GIROIR: So, we don't believe those estimates are really accurate, nor are they reasonable in our society. What we're talking about, the 2% number, let's just put that in context. 2% per month is almost double the per capita rate that South Korea has achieved over the last four months accumulated. This is a massive amount of tests and in many states we are going to be doing 4%, 6%, 8% according to the state guidelines. We know for a fact that we can supply those states with the full supply chain, the swabs, the media, the testing capability to achieve those goals and, remember, particularly in the summer it's not just about tests, because we can look at syndromes, there is no influenza circulating in the Summer so when someone comes in with an influenza like-illness, through the ILA network that is nationwide, we'll have a good idea that person is likely COVID infected and can serve to that area so tests are absolutely important. They're critical. They will be expanded dramatically as we reopen but it's not the only tool we have in the toolbox.

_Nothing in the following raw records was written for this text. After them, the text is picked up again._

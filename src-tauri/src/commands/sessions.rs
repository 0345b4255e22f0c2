//! Last-activity restore prompt commands
use chrono::{DateTime, Utc};
use serde::{Deserialize, Serialize};
use tauri::State;

use fzl_core::LastActivity;

use super::tabs::{mutate, CommandResult, WorkspaceInfo};
use crate::state::AppState;

/// Summary shown in the restore dialog
#[derive(Debug, Serialize, Deserialize)]
pub struct PendingRestoreInfo {
    pub tab_count: usize,
    pub split_count: usize,
    pub is_dark: bool,
    pub timestamp: DateTime<Utc>,
}

impl From<LastActivity> for PendingRestoreInfo {
    fn from(record: LastActivity) -> Self {
        Self {
            tab_count: record.tabs.len(),
            split_count: record.tabs.iter().map(|tab| tab.splits.len()).sum(),
            is_dark: record.is_dark,
            timestamp: record.timestamp,
        }
    }
}

#[tauri::command]
pub fn get_pending_restore(state: State<AppState>) -> CommandResult<Option<PendingRestoreInfo>> {
    state
        .with_board(|board| Ok(board.pending_restore().map(PendingRestoreInfo::from)))
        .into()
}

#[tauri::command]
pub fn restore_last_activity(state: State<AppState>) -> CommandResult<WorkspaceInfo> {
    mutate(&state, |board| Ok(board.restore_last_activity()))
}

#[tauri::command]
pub fn discard_last_activity(state: State<AppState>) -> CommandResult<WorkspaceInfo> {
    mutate(&state, |board| {
        board.discard_last_activity()?;
        Ok(true)
    })
}
//! Database connection and key/value operations

use chrono::Utc;
use parking_lot::Mutex;
use rusqlite::{Connection, OptionalExtension};
use serde::Serialize;
use std::path::Path;
use std::sync::Arc;

use crate::migrations::run_migrations;
use crate::Result;

pub struct Database {
    conn: Arc<Mutex<Connection>>,
}

impl Database {
    pub fn open<P: AsRef<Path>>(path: P) -> Result<Self> {
        if let Some(parent) = path.as_ref().parent() {
            if !parent.as_os_str().is_empty() {
                std::fs::create_dir_all(parent)?;
            }
        }

        let conn = Connection::open(path)?;

        // WAL keeps writes cheap; the board writes on every mutation
        let _: String =
            conn.pragma_update_and_check(None, "journal_mode", "WAL", |row| row.get(0))?;

        run_migrations(&conn)?;

        Ok(Self {
            conn: Arc::new(Mutex::new(conn)),
        })
    }

    pub fn open_in_memory() -> Result<Self> {
        let conn = Connection::open_in_memory()?;
        run_migrations(&conn)?;

        Ok(Self {
            conn: Arc::new(Mutex::new(conn)),
        })
    }

    pub fn with_connection<F, T>(&self, f: F) -> Result<T>
    where
        F: FnOnce(&Connection) -> Result<T>,
    {
        let conn = self.conn.lock();
        f(&conn)
    }

    /// Read the raw value stored under `key`
    pub fn get_item(&self, key: &str) -> Result<Option<String>> {
        self.with_connection(|conn| {
            let value = conn
                .query_row(
                    "SELECT value FROM local_storage WHERE key = ?1",
                    [key],
                    |row| row.get(0),
                )
                .optional()?;
            Ok(value)
        })
    }

    /// Store a raw value under `key`, replacing any previous value
    pub fn set_item(&self, key: &str, value: &str) -> Result<()> {
        let updated_at = Utc::now().to_rfc3339();
        self.with_connection(|conn| {
            conn.execute(
                "INSERT OR REPLACE INTO local_storage (key, value, updated_at) VALUES (?1, ?2, ?3)",
                rusqlite::params![key, value, updated_at],
            )?;
            Ok(())
        })?;

        tracing::trace!(key = %key, bytes = value.len(), "Stored item");

        Ok(())
    }

    /// Serialize `value` as JSON and store it under `key`
    pub fn set_json<T: Serialize + ?Sized>(&self, key: &str, value: &T) -> Result<()> {
        let json = serde_json::to_string(value)?;
        self.set_item(key, &json)
    }

    pub fn remove_item(&self, key: &str) -> Result<()> {
        self.with_connection(|conn| {
            conn.execute("DELETE FROM local_storage WHERE key = ?1", [key])?;
            Ok(())
        })
    }

    pub fn contains_key(&self, key: &str) -> Result<bool> {
        Ok(self.get_item(key)?.is_some())
    }
}

impl Clone for Database {
    fn clone(&self) -> Self {
        Self {
            conn: Arc::clone(&self.conn),
        }
    }
}

#[cfg(test)]
mod tests {
    use super::*;

    #[test]
    fn test_open_in_memory() {
        let db = Database::open_in_memory().unwrap();
        db.with_connection(|conn| {
            let count: i32 =
                conn.query_row("SELECT COUNT(*) FROM local_storage", [], |row| row.get(0))?;
            assert_eq!(count, 0);
            Ok(())
        })
        .unwrap();
    }

    #[test]
    fn test_item_lifecycle() {
        let db = Database::open_in_memory().unwrap();
        assert_eq!(db.get_item("fzl-theme-preference").unwrap(), None);

        db.set_item("fzl-theme-preference", "true").unwrap();
        assert_eq!(
            db.get_item("fzl-theme-preference").unwrap().as_deref(),
            Some("true")
        );

        // Replacing keeps a single row per key
        db.set_json("fzl-theme-preference", &false).unwrap();
        assert_eq!(
            db.get_item("fzl-theme-preference").unwrap().as_deref(),
            Some("false")
        );

        db.remove_item("fzl-theme-preference").unwrap();
        assert!(!db.contains_key("fzl-theme-preference").unwrap());
    }

    #[test]
    fn test_clones_share_connection() {
        let db = Database::open_in_memory().unwrap();
        let other = db.clone();
        db.set_item("k", "v").unwrap();
        assert_eq!(other.get_item("k").unwrap().as_deref(), Some("v"));
    }
}
//! Board configuration

use serde::{Deserialize, Serialize};
use std::path::PathBuf;

use fzl_media::DEFAULT_MAX_UPLOAD_BYTES;
use fzl_session::{RestoreMode, DEFAULT_TTL_HOURS};

#[derive(Debug, Clone, Serialize, Deserialize)]
pub struct Config {
    /// Path to the database file
    pub database_path: PathBuf,
    /// How the workspace comes back at startup
    pub restore_mode: RestoreMode,
    /// Largest accepted upload, in bytes
    pub max_upload_bytes: u64,
    /// Age after which a last-activity record is no longer offered
    pub last_activity_ttl_hours: i64,
}

impl Config {
    pub fn new(data_dir: PathBuf) -> Self {
        Self {
            database_path: data_dir.join("fzl-splits.db"),
            restore_mode: RestoreMode::default(),
            max_upload_bytes: DEFAULT_MAX_UPLOAD_BYTES,
            last_activity_ttl_hours: DEFAULT_TTL_HOURS,
        }
    }

    pub fn data_dir() -> PathBuf {
        dirs::data_local_dir()
            .map(|d| d.join("FZLSplits"))
            .unwrap_or_else(|| PathBuf::from(".fzl-splits"))
    }
}

impl Default for Config {
    fn default() -> Self {
        Self::new(Self::data_dir())
    }
}

mod dirs {
    use std::path::PathBuf;

    pub fn data_local_dir() -> Option<PathBuf> {
        #[cfg(target_os = "windows")]
        {
            std::env::var("LOCALAPPDATA").ok().map(PathBuf::from)
        }
        #[cfg(target_os = "macos")]
        {
            std::env::var("HOME")
                .ok()
                .map(|h| PathBuf::from(h).join("Library/Application Support"))
        }
        #[cfg(target_os = "linux")]
        {
            std::env::var("XDG_DATA_HOME")
                .ok()
                .map(PathBuf::from)
                .or_else(|| {
                    std::env::var("HOME")
                        .ok()
                        .map(|h| PathBuf::from(h).join(".local/share"))
                })
        }
        #[cfg(not(any(target_os = "windows", target_os = "macos", target_os = "linux")))]
        {
            None
        }
    }
}

#[cfg(test)]
mod tests {
    use super::*;

    #[test]
    fn test_defaults() {
        let config = Config::new(PathBuf::from("/tmp/fzl"));
        assert_eq!(config.database_path, PathBuf::from("/tmp/fzl/fzl-splits.db"));
        assert_eq!(config.restore_mode, RestoreMode::Silent);
        assert_eq!(config.max_upload_bytes, 10 * 1024 * 1024);
        assert_eq!(config.last_activity_ttl_hours, 24);
    }

    #[test]
    fn test_config_from_json() {
        let config: Config = serde_json::from_str(
            r#"{"database_path":"/data/board.db","restore_mode":"prompt","max_upload_bytes":1024,"last_activity_ttl_hours":6}"#,
        )
        .unwrap();
        assert_eq!(config.restore_mode, RestoreMode::Prompt);
        assert_eq!(config.max_upload_bytes, 1024);
    }
}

STEPHANOPOULOS: I know you're also working to dramatically expand the antibody test. Are you satisfied now with the quality of the tests that are going to be out in the states?

GIROIR: So, as we've stated many times, particularly the point of care antibody test could be fraught with inaccuracies. And that is why the National Cancer Institute along with the FDA and CDC are really running the full panels of these tests against what we believe is a gold standard. You'll be seeing some of those results really soon. Many tests are just not up to par and some seem to be performing very, very well and that's very, very important and it actually took a whole appendix in the blueprint we talked about yesterday about why having a very highly specific test particularly for an antibody to talk about immunity is really critically important so you'll be seeing those results very soon.

STEPHANOPOULOS: Admiral Giroir, thank you very much for your time this morning.

GIROIR: You’re welcome.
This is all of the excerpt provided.